On Earth Day, Wallace J. Nichols gave a keynote address at Duke University in honor of Evel Knievel entitled “Jump the Chasm: Are you an EcoDaredevil?” After the address, Elliott Hazen, a Duke University PhD student, was honored with the first EcoDaredevil award.
Growing up in the 1970s, I idolized Evel Knievel. To me, he was a rock star, sports hero, and folk legend in one. He was both a daredevil and a cool character. Back then, his jumps over buses, fountains, and canyons inspired me to launch my bicycle into the air and over puddles, mounds of dirt, and many a hapless friend. Occasionally, in honor of his ill-fated jump over the Snake River Canyon, I’d jump my bicycle into the neighbor’s pond.
Now, I find new inspiration in my childhood hero.
In 1961, before “Evel” became a household name, Robert Craig Knievel hitchhiked with the rack of a bull elk from Montana to our nation’s capital to protest the culling of elk in Yellowstone. The Kennedy administration responded and countless elk were saved.
Half a century later, we face ever more serious environmental crises — loss of biodiversity, a warming planet, collapsing fisheries, looming food and water shortages for billions of people, and the realization that our pollution has reached nearly every corner of the globe. Scientists forecast a “2050 Scenario” in which Earth is hotter, dirtier, and overcrowded with 9 billion people who are left to wage wars for what little remains.
In the ocean, the once-rich ecosystems that spared us from environmental harm are failing. Right now, Ocean Conservancy is racing to return the ocean to health through sustainable fishing, protecting marine wildlife, shaping how we manage our waters, and preserving magnificent ocean places — our “Undersea Yellowstones,” as we like to call them — but serious concerns remain, chief among them climate change.

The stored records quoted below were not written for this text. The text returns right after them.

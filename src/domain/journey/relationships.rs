//! Users who follow a journey without owning it.

use serde::{Deserialize, Serialize};

use crate::domain::foundation::{DomainError, JourneyId, Timestamp, UserId};

/// A user marked a journey as a favorite.
#[derive(Debug, Clone, PartialEq, Eq, Serialize, Deserialize)]
pub struct Favorite {
    pub journey_id: JourneyId,
    pub user_id: UserId,
    pub created_at: Timestamp,
}

/// The owner shared a journey with another user.
#[derive(Debug, Clone, PartialEq, Eq, Serialize, Deserialize)]
pub struct Share {
    pub journey_id: JourneyId,
    pub shared_with_user_id: UserId,
    pub shared_by_user_id: UserId,
    pub created_at: Timestamp,
}

impl Share {
    /// Creates a share.
    ///
    /// # Errors
    ///
    /// - `ValidationFailed` if a user shares a journey with themselves
    pub fn new(
        journey_id: JourneyId,
        shared_with_user_id: UserId,
        shared_by_user_id: UserId,
        now: Timestamp,
    ) -> Result<Self, DomainError> {
        if shared_with_user_id == shared_by_user_id {
            return Err(DomainError::validation(
                "shared_with_user_id",
                "A journey cannot be shared with its owner",
            ));
        }
        Ok(Self {
            journey_id,
            shared_with_user_id,
            shared_by_user_id,
            created_at: now,
        })
    }
}
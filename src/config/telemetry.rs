//! Logging configuration

use serde::Deserialize;
use tracing_subscriber::EnvFilter;

use super::error::ValidationError;

/// Log filter and output format
#[derive(Debug, Clone, Deserialize)]
pub struct TelemetryConfig {
    /// `EnvFilter` directive used when `RUST_LOG` is unset
    #[serde(default = "default_log_level")]
    pub log_level: String,

    /// JSON lines instead of the human-readable formatter
    #[serde(default)]
    pub json: bool,
}

impl TelemetryConfig {
    pub fn validate(&self) -> Result<(), ValidationError> {
        EnvFilter::try_new(&self.log_level)
            .map(|_| ())
            .map_err(|e| ValidationError::InvalidLogFilter(e.to_string()))
    }
}

impl Default for TelemetryConfig {
    fn default() -> Self {
        Self {
            log_level: default_log_level(),
            json: false,
        }
    }
}

fn default_log_level() -> String {
    "info,journey_sync=debug".to_string()
}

Jumping this chasm is the greatest challenge humans have ever faced. Waiting is foolish at best and disastrous at worst. Solving these problems will require revolutionary changes in society and technology, not incremental steps. We must be brave, creative, and outspoken enough to challenge the status quo in our respective industries, departments, and neighborhoods. We must undertake the audacious, the impossible, and the dangerous. We must risk financial, social, and physical comfort.
In other words, we must be EcoDaredevils.
Everywhere I go, I meet them. They are debating, creating, evolving — yes, sometimes crashing — but always, always coming back for more. Two Texas women cleaning a beach and inspiring Ocean Conservancy’s International Coastal Cleanup that is now half-a-million strong. Sir Richard Branson greening aviation. Feliciano dos Santos campaigning with music for clean water in Africa. Architect Renzo Piano turning a massive roof into a meadow with solar panels. WaterKeeper Julio Solis drag racing in Mexico to raise awareness of our ocean crisis.
Changing our light bulbs, inflating our tires, and toting our own reusable bags are all important gestures. But let’s be clear: it’s going to take action far more thrilling and substantive for us to make it over this canyon.
For some, speaking boldly about energy efficiency at the office is a risky bet. For others, it may be a massive transformation to “green” their households. Others may undertake bolder actions at higher stakes. The point is to do something for the planet that feels like a risk and an act of derring-do — to you, personally.
They say that Evel Knievel broke every bone in his body at one time or another. But he kept on jumping. His steely will enthralled me as an 8-year-old. It still does today.
So, Earth Day is just behind us. The clock is ticking. It’s 2008. Look deep inside and grab hold of your inner EcoDaredevil. Strap on a helmet, some red-white-and-blue leathers, and let’s go for a ride.